┌────────

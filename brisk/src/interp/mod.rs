//! Tree-walking interpreter
//!
//! Executes a [`Program`](crate::ast::Program) directly from its AST.

mod console;
mod env;
mod error;
mod eval;
mod object;
mod operators;
mod value;

pub use console::{BufferConsole, Console, StdConsole};
pub use env::{Capture, Cell, Environment, ScopeRef};
pub use error::{ErrorKind, InterpResult, RuntimeError};
pub use eval::{Flow, Interpreter, THIS};
pub use object::{Object, ObjectId, ObjectStore};
pub use operators::{eval_binary, eval_unary, floor_div};
pub use value::{Closure, Value};
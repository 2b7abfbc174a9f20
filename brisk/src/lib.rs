//! Brisk interpreter library
//!
//! Tree-walking evaluator for a small dynamically typed language with
//! closures, prototype objects and per-parameter reference passing.
//! Programs arrive as an already-parsed AST (see [`ast`]).

pub mod ast;
pub mod config;
pub mod error;
pub mod interp;

pub use ast::Program;
pub use config::InterpConfig;
pub use error::{Error, Result};
pub use interp::{BufferConsole, Interpreter, InterpResult, RuntimeError, Value};

/// Run a program against the given input lines and collect its output
pub fn run_program<I, S>(program: &Program, inputs: I) -> InterpResult<Vec<String>>
where
    I: IntoIterator<Item = S>,
    S: Into<String>,
{
    let mut interp = Interpreter::new(InterpConfig::default(), BufferConsole::with_input(inputs));
    interp.run(program)?;
    Ok(interp.into_console().into_lines())
}
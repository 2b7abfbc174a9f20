//! Statement AST nodes

use super::Expr;
use serde::{Deserialize, Serialize};

/// Statement
#[derive(Debug, Clone, Serialize, Deserialize)]
pub enum Stmt {
    /// `name = expression`, where `name` may be a dotted path
    Assign { name: String, expression: Expr },

    /// Expression evaluated for its side effects (usually a call)
    Expr { expression: Expr },

    /// `return [expression]`
    Return {
        #[serde(default)]
        expression: Option<Expr>,
    },

    /// `if (condition) { statements } [else { else_statements }]`
    If {
        condition: Expr,
        statements: Vec<Stmt>,
        #[serde(default)]
        else_statements: Option<Vec<Stmt>>,
    },

    /// `while (condition) { statements }`
    While {
        condition: Expr,
        statements: Vec<Stmt>,
    },
}

impl Stmt {
    /// Short name of the statement kind, for trace output
    pub fn kind(&self) -> &'static str {
        match self {
            Stmt::Assign { .. } => "assign",
            Stmt::Expr { .. } => "expr",
            Stmt::Return { .. } => "return",
            Stmt::If { .. } => "if",
            Stmt::While { .. } => "while",
        }
    }
}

└────────

TASK PROMPT
Restate the material exactly as given.

REPLY TO THE EXERCISE
filename brisk/src/interp/mod.rs
//! Tree-walking interpreter
//!
//! Executes a [`Program`](crate::ast::Program) directly from its AST.

mod console;
mod env;
mod error;
mod eval;
mod object;
mod operators;
mod value;

pub use console::{BufferConsole, Console, StdConsole};
pub use env::{Capture, Cell, Environment, ScopeRef};
pub use error::{ErrorKind, InterpResult, RuntimeError};
pub use eval::{Flow, Interpreter, THIS};
pub use object::{Object, ObjectId, ObjectStore};
pub use operators::{eval_binary, eval_unary, floor_div};
pub use value::{Closure, Value};
repository 2b7abfbc174a9f20
filename brisk/src/lib.rs
//! Brisk interpreter library
//!
//! Tree-walking evaluator for a small dynamically typed language with
//! closures, prototype objects and per-parameter reference passing.
//! Programs arrive as an already-parsed AST (see [`ast`]).

pub mod ast;
pub mod config;
pub mod error;
pub mod interp;

pub use ast::Program;
pub use config::InterpConfig;
pub use error::{Error, Result};
pub use interp::{BufferConsole, Interpreter, InterpResult, RuntimeError, Value};

/// Run a program against the given input lines and collect its output
pub fn run_program<I, S>(program: &Program, inputs: I) -> InterpResult<Vec<String>>
where
    I: IntoIterator<Item = S>,
    S: Into<String>,
{
    let mut interp = Interpreter::new(InterpConfig::default(), BufferConsole::with_input(inputs));
    interp.run(program)?;
    Ok(interp.into_console().into_lines())
}
repository 2b7abfbc174a9f20
//! Statement AST nodes

use super::Expr;
use serde::{Deserialize, Serialize};

/// Statement
#[derive(Debug, Clone, Serialize, Deserialize)]
pub enum Stmt {
    /// `name = expression`, where `name` may be a dotted path
    Assign { name: String, expression: Expr },

    /// Expression evaluated for its side effects (usually a call)
    Expr { expression: Expr },

    /// `return [expression]`
    Return {
        #[serde(default)]
        expression: Option<Expr>,
    },

    /// `if (condition) { statements } [else { else_statements }]`
    If {
        condition: Expr,
        statements: Vec<Stmt>,
        #[serde(default)]
        else_statements: Option<Vec<Stmt>>,
    },

    /// `while (condition) { statements }`
    While {
        condition: Expr,
        statements: Vec<Stmt>,
    },
}

impl Stmt {
    /// Short name of the statement kind, for trace output
    pub fn kind(&self) -> &'static str {
        match self {
            Stmt::Assign { .. } => "assign",
            Stmt::Expr { .. } => "expr",
            Stmt::Return { .. } => "return",
            Stmt::If { .. } => "if",
            Stmt::While { .. } => "while",
        }
    }
}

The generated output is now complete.